### TASK STATEMENT
In the data that follows, how many lines include the string "derive"? Answer with the number alone.

----- INPUT DATA -----

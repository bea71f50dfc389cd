//! Random number sources for spawning and bouncing gophers.

use rand::Rng;
use rand::SeedableRng;
use rand_xoshiro::Xoshiro256PlusPlus;

/// The draws the simulation needs from a random stream.
///
/// Every spawn and every floor kick pulls from the one source owned by the
/// simulation, in tick order.
pub trait RandomSource {
    /// Uniform draw in `[0, 1)`.
    fn next_f32(&mut self) -> f32;

    /// Uniform index in `[0, len)`. `len` must be non-zero.
    fn next_index(&mut self, len: usize) -> usize;
}

/// Fast, seedable RNG owned by the simulation.
///
/// Xoshiro256++ is several times faster than `thread_rng()`, which matters
/// when thousands of gophers are spawned in a single tick.
#[derive(Debug, Clone)]
pub struct FastRng(pub Xoshiro256PlusPlus);

impl FastRng {
    /// Create with a specific seed for reproducible runs
    pub fn with_seed(seed: u64) -> Self {
        Self(Xoshiro256PlusPlus::seed_from_u64(seed))
    }

    /// Seed from the current wall-clock time, so every run differs
    pub fn from_time() -> Self {
        let now = chrono::Utc::now();
        let seed = now
            .timestamp_nanos_opt()
            .unwrap_or_else(|| now.timestamp_micros());
        Self::with_seed(seed as u64)
    }
}

impl RandomSource for FastRng {
    #[inline]
    fn next_f32(&mut self) -> f32 {
        self.0.gen::<f32>()
    }

    #[inline]
    fn next_index(&mut self, len: usize) -> usize {
        self.0.gen_range(0..len)
    }
}

/// Replays fixed sequences of draws, wrapping around when exhausted.
///
/// Floats and indices are kept in separate queues so a caller can script
/// "velocity 0.3, 0.7, palette entry 2" without caring how draws interleave.
/// An empty queue yields `0.0` / `0`.
#[derive(Debug, Clone, Default)]
pub struct ScriptedRng {
    floats: Vec<f32>,
    indices: Vec<usize>,
    float_cursor: usize,
    index_cursor: usize,
}

impl ScriptedRng {
    pub fn new(floats: impl Into<Vec<f32>>, indices: impl Into<Vec<usize>>) -> Self {
        Self {
            floats: floats.into(),
            indices: indices.into(),
            float_cursor: 0,
            index_cursor: 0,
        }
    }

    /// A source whose every float draw is `value` and every index is `index`
    pub fn constant(value: f32, index: usize) -> Self {
        Self::new(vec![value], vec![index])
    }
}

impl RandomSource for ScriptedRng {
    fn next_f32(&mut self) -> f32 {
        if self.floats.is_empty() {
            return 0.0;
        }
        let value = self.floats[self.float_cursor % self.floats.len()];
        self.float_cursor += 1;
        value
    }

    fn next_index(&mut self, len: usize) -> usize {
        if self.indices.is_empty() {
            return 0;
        }
        let index = self.indices[self.index_cursor % self.indices.len()];
        self.index_cursor += 1;
        index % len
    }
}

-----

### SOLVED PROBLEM
2